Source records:

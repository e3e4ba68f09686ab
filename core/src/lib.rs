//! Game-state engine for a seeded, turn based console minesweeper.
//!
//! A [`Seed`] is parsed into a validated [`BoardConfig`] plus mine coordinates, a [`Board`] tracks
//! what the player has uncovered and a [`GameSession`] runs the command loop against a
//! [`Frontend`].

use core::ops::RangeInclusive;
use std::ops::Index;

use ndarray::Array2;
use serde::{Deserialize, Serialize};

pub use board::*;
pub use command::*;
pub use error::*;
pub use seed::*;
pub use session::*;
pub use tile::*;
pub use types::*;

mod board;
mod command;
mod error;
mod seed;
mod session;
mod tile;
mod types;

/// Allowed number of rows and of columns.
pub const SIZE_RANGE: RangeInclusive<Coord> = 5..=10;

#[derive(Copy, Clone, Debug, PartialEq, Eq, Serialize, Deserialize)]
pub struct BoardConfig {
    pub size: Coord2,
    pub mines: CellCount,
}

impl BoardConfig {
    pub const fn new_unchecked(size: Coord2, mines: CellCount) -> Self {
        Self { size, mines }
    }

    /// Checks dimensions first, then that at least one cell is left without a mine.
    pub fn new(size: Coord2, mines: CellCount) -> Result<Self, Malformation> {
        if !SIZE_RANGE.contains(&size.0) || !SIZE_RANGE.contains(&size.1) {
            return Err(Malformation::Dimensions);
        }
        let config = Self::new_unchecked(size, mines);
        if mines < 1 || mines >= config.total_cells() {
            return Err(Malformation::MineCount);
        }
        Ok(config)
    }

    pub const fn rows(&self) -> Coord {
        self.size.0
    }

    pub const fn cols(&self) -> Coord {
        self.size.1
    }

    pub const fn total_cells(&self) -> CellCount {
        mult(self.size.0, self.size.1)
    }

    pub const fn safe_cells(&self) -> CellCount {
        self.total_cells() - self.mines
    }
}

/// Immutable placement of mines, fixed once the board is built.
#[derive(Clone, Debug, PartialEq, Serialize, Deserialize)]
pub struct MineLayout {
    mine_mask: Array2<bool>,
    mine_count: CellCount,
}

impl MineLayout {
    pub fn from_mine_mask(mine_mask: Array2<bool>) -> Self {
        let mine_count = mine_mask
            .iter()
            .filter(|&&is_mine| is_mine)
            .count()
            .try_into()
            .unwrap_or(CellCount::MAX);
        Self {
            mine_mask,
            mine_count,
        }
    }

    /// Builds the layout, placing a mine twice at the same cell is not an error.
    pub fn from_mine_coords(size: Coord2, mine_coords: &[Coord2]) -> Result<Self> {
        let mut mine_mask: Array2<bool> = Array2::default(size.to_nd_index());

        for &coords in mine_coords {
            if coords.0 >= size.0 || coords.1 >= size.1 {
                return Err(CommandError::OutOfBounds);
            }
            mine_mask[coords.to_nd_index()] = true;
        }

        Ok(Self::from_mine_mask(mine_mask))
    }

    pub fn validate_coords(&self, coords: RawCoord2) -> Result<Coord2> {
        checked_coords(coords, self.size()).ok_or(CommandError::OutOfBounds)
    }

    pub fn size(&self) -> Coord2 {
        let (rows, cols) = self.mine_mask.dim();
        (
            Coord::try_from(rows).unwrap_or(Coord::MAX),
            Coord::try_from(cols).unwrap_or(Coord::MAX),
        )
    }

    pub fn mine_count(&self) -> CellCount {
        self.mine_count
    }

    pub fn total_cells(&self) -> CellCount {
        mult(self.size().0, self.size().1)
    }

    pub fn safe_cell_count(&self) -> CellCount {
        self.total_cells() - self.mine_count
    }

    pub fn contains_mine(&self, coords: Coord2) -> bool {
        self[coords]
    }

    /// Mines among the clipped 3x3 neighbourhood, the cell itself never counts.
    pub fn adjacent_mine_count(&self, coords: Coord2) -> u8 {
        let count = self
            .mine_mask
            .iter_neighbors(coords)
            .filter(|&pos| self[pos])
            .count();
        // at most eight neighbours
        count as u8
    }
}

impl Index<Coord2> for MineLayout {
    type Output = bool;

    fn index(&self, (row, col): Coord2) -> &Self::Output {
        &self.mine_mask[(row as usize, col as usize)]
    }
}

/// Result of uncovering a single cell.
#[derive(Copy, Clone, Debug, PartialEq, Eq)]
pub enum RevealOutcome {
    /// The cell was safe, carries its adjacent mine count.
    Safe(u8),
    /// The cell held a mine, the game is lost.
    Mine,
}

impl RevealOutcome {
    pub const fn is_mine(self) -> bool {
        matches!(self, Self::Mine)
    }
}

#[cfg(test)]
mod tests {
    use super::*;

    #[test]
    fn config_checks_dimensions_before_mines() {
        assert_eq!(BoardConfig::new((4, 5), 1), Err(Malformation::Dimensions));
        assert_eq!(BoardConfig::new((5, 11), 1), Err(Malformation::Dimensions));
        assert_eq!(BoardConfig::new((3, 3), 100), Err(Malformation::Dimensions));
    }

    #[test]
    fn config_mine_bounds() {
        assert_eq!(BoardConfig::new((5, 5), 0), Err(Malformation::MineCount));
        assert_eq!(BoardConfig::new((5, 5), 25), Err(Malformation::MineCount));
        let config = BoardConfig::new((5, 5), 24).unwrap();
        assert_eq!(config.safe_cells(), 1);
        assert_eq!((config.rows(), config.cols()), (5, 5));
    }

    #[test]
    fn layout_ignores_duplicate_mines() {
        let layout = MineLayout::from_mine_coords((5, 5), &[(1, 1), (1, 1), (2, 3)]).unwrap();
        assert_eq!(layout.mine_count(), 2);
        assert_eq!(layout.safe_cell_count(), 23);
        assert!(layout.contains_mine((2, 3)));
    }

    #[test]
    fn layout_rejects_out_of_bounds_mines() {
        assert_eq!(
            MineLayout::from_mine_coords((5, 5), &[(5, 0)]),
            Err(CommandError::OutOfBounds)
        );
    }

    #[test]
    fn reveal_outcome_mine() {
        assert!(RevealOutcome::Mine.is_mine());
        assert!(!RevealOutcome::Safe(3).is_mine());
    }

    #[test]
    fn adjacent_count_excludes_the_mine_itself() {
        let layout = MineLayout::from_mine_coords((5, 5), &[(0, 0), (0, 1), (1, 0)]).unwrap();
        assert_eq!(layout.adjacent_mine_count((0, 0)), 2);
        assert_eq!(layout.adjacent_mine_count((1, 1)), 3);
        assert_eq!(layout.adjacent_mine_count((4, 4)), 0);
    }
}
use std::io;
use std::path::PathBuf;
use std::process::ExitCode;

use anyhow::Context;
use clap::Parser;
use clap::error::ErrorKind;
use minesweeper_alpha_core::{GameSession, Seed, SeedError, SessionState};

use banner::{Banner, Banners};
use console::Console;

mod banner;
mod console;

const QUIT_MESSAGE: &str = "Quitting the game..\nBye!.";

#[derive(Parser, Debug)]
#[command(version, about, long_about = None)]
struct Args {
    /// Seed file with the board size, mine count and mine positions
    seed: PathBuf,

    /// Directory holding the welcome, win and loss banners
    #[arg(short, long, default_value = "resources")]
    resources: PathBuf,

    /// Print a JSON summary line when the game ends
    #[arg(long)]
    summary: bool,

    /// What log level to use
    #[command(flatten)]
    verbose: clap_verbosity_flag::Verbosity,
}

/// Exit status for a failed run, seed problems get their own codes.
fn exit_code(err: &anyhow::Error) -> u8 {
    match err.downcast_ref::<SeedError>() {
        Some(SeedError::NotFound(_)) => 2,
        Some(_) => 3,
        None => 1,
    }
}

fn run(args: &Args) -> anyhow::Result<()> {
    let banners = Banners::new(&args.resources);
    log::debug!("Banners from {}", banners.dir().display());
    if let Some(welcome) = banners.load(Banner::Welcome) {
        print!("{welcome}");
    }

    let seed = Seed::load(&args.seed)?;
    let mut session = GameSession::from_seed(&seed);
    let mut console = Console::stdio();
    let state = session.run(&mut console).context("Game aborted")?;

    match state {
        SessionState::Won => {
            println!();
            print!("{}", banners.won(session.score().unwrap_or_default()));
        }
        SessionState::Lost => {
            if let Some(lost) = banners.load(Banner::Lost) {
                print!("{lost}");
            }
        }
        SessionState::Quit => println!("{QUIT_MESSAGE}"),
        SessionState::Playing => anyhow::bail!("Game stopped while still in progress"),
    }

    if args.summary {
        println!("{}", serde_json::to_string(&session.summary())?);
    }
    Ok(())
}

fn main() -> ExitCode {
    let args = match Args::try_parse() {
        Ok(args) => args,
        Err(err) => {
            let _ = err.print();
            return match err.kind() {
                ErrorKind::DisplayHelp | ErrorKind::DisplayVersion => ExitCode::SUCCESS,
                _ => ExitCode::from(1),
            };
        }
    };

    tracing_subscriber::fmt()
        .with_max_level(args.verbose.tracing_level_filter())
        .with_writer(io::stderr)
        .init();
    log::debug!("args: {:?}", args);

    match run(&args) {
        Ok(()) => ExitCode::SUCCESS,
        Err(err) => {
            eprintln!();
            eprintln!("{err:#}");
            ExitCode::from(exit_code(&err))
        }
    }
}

- _PROBLEM DESCRIPTION_: All lines from the one with "#[arg(short, long, default_value" onward to the end of the records above should be repeated exactly, and only those lines.

- _EXERCISE ANSWER_:
    #[arg(short, long, default_value = "resources")]
    resources: PathBuf,

    /// Print a JSON summary line when the game ends
    #[arg(long)]
    summary: bool,

    /// What log level to use
    #[command(flatten)]
    verbose: clap_verbosity_flag::Verbosity,
}

/// Exit status for a failed run, seed problems get their own codes.
fn exit_code(err: &anyhow::Error) -> u8 {
    match err.downcast_ref::<SeedError>() {
        Some(SeedError::NotFound(_)) => 2,
        Some(_) => 3,
        None => 1,
    }
}

fn run(args: &Args) -> anyhow::Result<()> {
    let banners = Banners::new(&args.resources);
    log::debug!("Banners from {}", banners.dir().display());
    if let Some(welcome) = banners.load(Banner::Welcome) {
        print!("{welcome}");
    }

    let seed = Seed::load(&args.seed)?;
    let mut session = GameSession::from_seed(&seed);
    let mut console = Console::stdio();
    let state = session.run(&mut console).context("Game aborted")?;

    match state {
        SessionState::Won => {
            println!();
            print!("{}", banners.won(session.score().unwrap_or_default()));
        }
        SessionState::Lost => {
            if let Some(lost) = banners.load(Banner::Lost) {
                print!("{lost}");
            }
        }
        SessionState::Quit => println!("{QUIT_MESSAGE}"),
        SessionState::Playing => anyhow::bail!("Game stopped while still in progress"),
    }

    if args.summary {
        println!("{}", serde_json::to_string(&session.summary())?);
    }
    Ok(())
}

fn main() -> ExitCode {
    let args = match Args::try_parse() {
        Ok(args) => args,
        Err(err) => {
            let _ = err.print();
            return match err.kind() {
                ErrorKind::DisplayHelp | ErrorKind::DisplayVersion => ExitCode::SUCCESS,
                _ => ExitCode::from(1),
            };
        }
    };

    tracing_subscriber::fmt()
        .with_max_level(args.verbose.tracing_level_filter())
        .with_writer(io::stderr)
        .init();
    log::debug!("args: {:?}", args);

    match run(&args) {
        Ok(()) => ExitCode::SUCCESS,
        Err(err) => {
            eprintln!();
            eprintln!("{err:#}");
            ExitCode::from(exit_code(&err))
        }
    }
}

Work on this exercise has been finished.